• [EXTRACTED MATERIAL]:
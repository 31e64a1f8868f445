//! Graph export/import for serialization round-trips.

use std::collections::HashSet;
use tracing::debug;

use super::engine::ResourceGraph;
use super::types::GraphData;
use crate::error::{GraphError, Result};

impl ResourceGraph {
    /// Snapshot nodes and edges in insertion order.
    pub fn export_graph(&self) -> GraphData {
        GraphData {
            nodes: self.graph.node_weights().cloned().collect(),
            edges: self.graph.edge_weights().cloned().collect(),
        }
    }

    /// Replace the whole graph with `data`.
    ///
    /// Node and edge order are preserved. Duplicate node ids or paths and
    /// edges with unknown endpoints are rejected; on error the current graph
    /// is left untouched.
    pub fn import_graph(&mut self, data: GraphData) -> Result<()> {
        let mut ids = HashSet::new();
        let mut paths = HashSet::new();
        for node in &data.nodes {
            if !ids.insert(node.id.as_str()) {
                return Err(GraphError::InvalidGraph(format!(
                    "duplicate node id {}",
                    node.id
                )));
            }
            if !paths.insert(node.path.as_str()) {
                return Err(GraphError::InvalidGraph(format!(
                    "duplicate node path {}",
                    node.path
                )));
            }
        }
        for edge in &data.edges {
            for endpoint in [&edge.source, &edge.target] {
                if !ids.contains(endpoint.as_str()) {
                    return Err(GraphError::InvalidGraph(format!(
                        "edge {} -> {} references unknown node {}",
                        edge.source, edge.target, endpoint
                    )));
                }
            }
        }

        let mut fresh = ResourceGraph::new();
        for node in data.nodes {
            fresh.add_node(node);
        }
        for edge in data.edges {
            let from = fresh.id_index[&edge.source];
            let to = fresh.id_index[&edge.target];
            fresh.graph.add_edge(from, to, edge);
        }
        debug!(
            nodes = fresh.graph.node_count(),
            edges = fresh.graph.edge_count(),
            "graph imported"
        );
        *self = fresh;
        Ok(())
    }

    /// Build a graph directly from an exported payload.
    pub fn from_data(data: GraphData) -> Result<Self> {
        let mut graph = Self::new();
        graph.import_graph(data)?;
        Ok(graph)
    }
}

#[cfg(test)]
mod tests {
    use super::*;
    use crate::graph::{node_id, EdgeKind, GraphEdge, GraphNode};
    use crate::scanner::{Language, ResourceType};

    fn node(path: &str, anchor: Option<&str>) -> GraphNode {
        GraphNode {
            id: node_id(path),
            path: path.to_string(),
            resource_type: ResourceType::Code,
            language: Language::Python,
            semantic_anchor: anchor.map(|a| a.to_string()),
            layer: Some("GL00".to_string()),
            charter_version: None,
        }
    }

    fn edge(from: &str, to: &str, kind: EdgeKind) -> GraphEdge {
        GraphEdge {
            source: node_id(from),
            target: node_id(to),
            kind,
        }
    }

    fn sample() -> GraphData {
        GraphData {
            nodes: vec![node("b.py", None), node("a.py", Some("core")), node("c.py", None)],
            edges: vec![
                edge("a.py", "b.py", EdgeKind::Import),
                edge("b.py", "c.py", EdgeKind::Dependency),
                edge("a.py", "c.py", EdgeKind::Reference),
            ],
        }
    }

    #[test]
    fn test_round_trip_is_exact() {
        let graph = ResourceGraph::from_data(sample()).unwrap();
        let exported = graph.export_graph();
        assert_eq!(exported, sample());

        let mut restored = ResourceGraph::new();
        restored.import_graph(exported.clone()).unwrap();
        assert_eq!(restored.get_nodes(), graph.get_nodes());
        assert_eq!(restored.get_edges(), graph.get_edges());
        assert_eq!(restored.export_graph(), exported);
    }

    #[test]
    fn test_round_trip_through_json() {
        let graph = ResourceGraph::from_data(sample()).unwrap();
        let json = serde_json::to_string(&graph.export_graph()).unwrap();
        let data: GraphData = serde_json::from_str(&json).unwrap();
        assert_eq!(data, graph.export_graph());
        assert!(json.contains("\"semanticAnchor\":\"core\""));
        assert!(json.contains("\"type\":\"import\""));
    }

    #[test]
    fn test_import_replaces_existing_state() {
        let mut graph = ResourceGraph::from_data(sample()).unwrap();
        graph
            .import_graph(GraphData {
                nodes: vec![node("only.py", None)],
                edges: vec![],
            })
            .unwrap();
        assert_eq!(graph.get_nodes().len(), 1);
        assert!(graph.get_edges().is_empty());
        assert!(graph.get_node_by_path("a.py").is_none());
    }

    #[test]
    fn test_dangling_edge_rejected_and_state_kept() {
        let mut graph = ResourceGraph::from_data(sample()).unwrap();
        let bad = GraphData {
            nodes: vec![node("x.py", None)],
            edges: vec![edge("x.py", "ghost.py", EdgeKind::Import)],
        };
        let err = graph.import_graph(bad).unwrap_err();
        assert!(matches!(err, GraphError::InvalidGraph(_)));
        assert_eq!(graph.get_nodes().len(), 3);
    }

    #[test]
    fn test_duplicate_node_rejected() {
        let bad = GraphData {
            nodes: vec![node("x.py", None), node("x.py", None)],
            edges: vec![],
        };
        assert!(ResourceGraph::from_data(bad).is_err());
    }
}
//! Core types for the resource graph.
//!
//! Defines edge kinds, the node and edge records, and the serialisable
//! graph payload used for export/import.

use serde::{Deserialize, Serialize};
use std::fmt;

use crate::indexer::IndexEntry;
use crate::scanner::{Language, ResourceType};

/// The kind of an edge (relationship) in the resource graph.
#[derive(Debug, Clone, Copy, PartialEq, Eq, Hash, Serialize, Deserialize)]
#[serde(rename_all = "snake_case")]
pub enum EdgeKind {
    /// CommonJS `require(...)`.
    Dependency,
    /// Documentation link to another resource.
    Reference,
    /// C/C++ `#include "..."`.
    Include,
    /// ES module or Python import.
    Import,
}

impl fmt::Display for EdgeKind {
    fn fmt(&self, f: &mut fmt::Formatter<'_>) -> fmt::Result {
        match self {
            EdgeKind::Dependency => write!(f, "dependency"),
            EdgeKind::Reference => write!(f, "reference"),
            EdgeKind::Include => write!(f, "include"),
            EdgeKind::Import => write!(f, "import"),
        }
    }
}

/// Deterministic node id for a resource path.
pub fn node_id(path: &str) -> String {
    format!("node:{path}")
}

/// A resource in the graph.
#[derive(Debug, Clone, PartialEq, Eq, Serialize, Deserialize)]
#[serde(rename_all = "camelCase")]
pub struct GraphNode {
    pub id: String,
    pub path: String,
    #[serde(rename = "type")]
    pub resource_type: ResourceType,
    pub language: Language,
    #[serde(default, skip_serializing_if = "Option::is_none")]
    pub semantic_anchor: Option<String>,
    #[serde(default, skip_serializing_if = "Option::is_none")]
    pub layer: Option<String>,
    #[serde(default, skip_serializing_if = "Option::is_none")]
    pub charter_version: Option<String>,
}

impl GraphNode {
    pub fn from_entry(entry: &IndexEntry) -> Self {
        Self {
            id: node_id(&entry.path),
            path: entry.path.clone(),
            resource_type: entry.resource_type,
            language: entry.language,
            semantic_anchor: entry.semantic_anchor.clone(),
            layer: entry.layer.clone(),
            charter_version: entry.charter_version.clone(),
        }
    }
}

/// A directed relationship between two nodes, by node id.
#[derive(Debug, Clone, PartialEq, Eq, Serialize, Deserialize)]
pub struct GraphEdge {
    pub source: String,
    pub target: String,
    #[serde(rename = "type")]
    pub kind: EdgeKind,
}

/// Serialisable snapshot of a graph: nodes and edges in insertion order.
#[derive(Debug, Clone, Default, PartialEq, Serialize, Deserialize)]
pub struct GraphData {
    pub nodes: Vec<GraphNode>,
    pub edges: Vec<GraphEdge>,
}

/// Statistics about the graph.
#[derive(Debug, Clone, Copy, PartialEq, Serialize, Deserialize)]
#[serde(rename_all = "camelCase")]
pub struct GraphStatistics {
    pub node_count: usize,
    pub edge_count: usize,
    /// `2 * edges / nodes`, or 0 for an empty graph.
    pub avg_degree: f64,
}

• [PROBLEM DETAILS]:
Copy word for word the stretch of entries above from the line that has "Replace the whole" through the line that has "for node in &data.nodes", both ends included, and nothing outside it.

• [PROBLEM SOLUTION]:
    /// Replace the whole graph with `data`.
    ///
    /// Node and edge order are preserved. Duplicate node ids or paths and
    /// edges with unknown endpoints are rejected; on error the current graph
    /// is left untouched.
    pub fn import_graph(&mut self, data: GraphData) -> Result<()> {
        let mut ids = HashSet::new();
        let mut paths = HashSet::new();
        for node in &data.nodes {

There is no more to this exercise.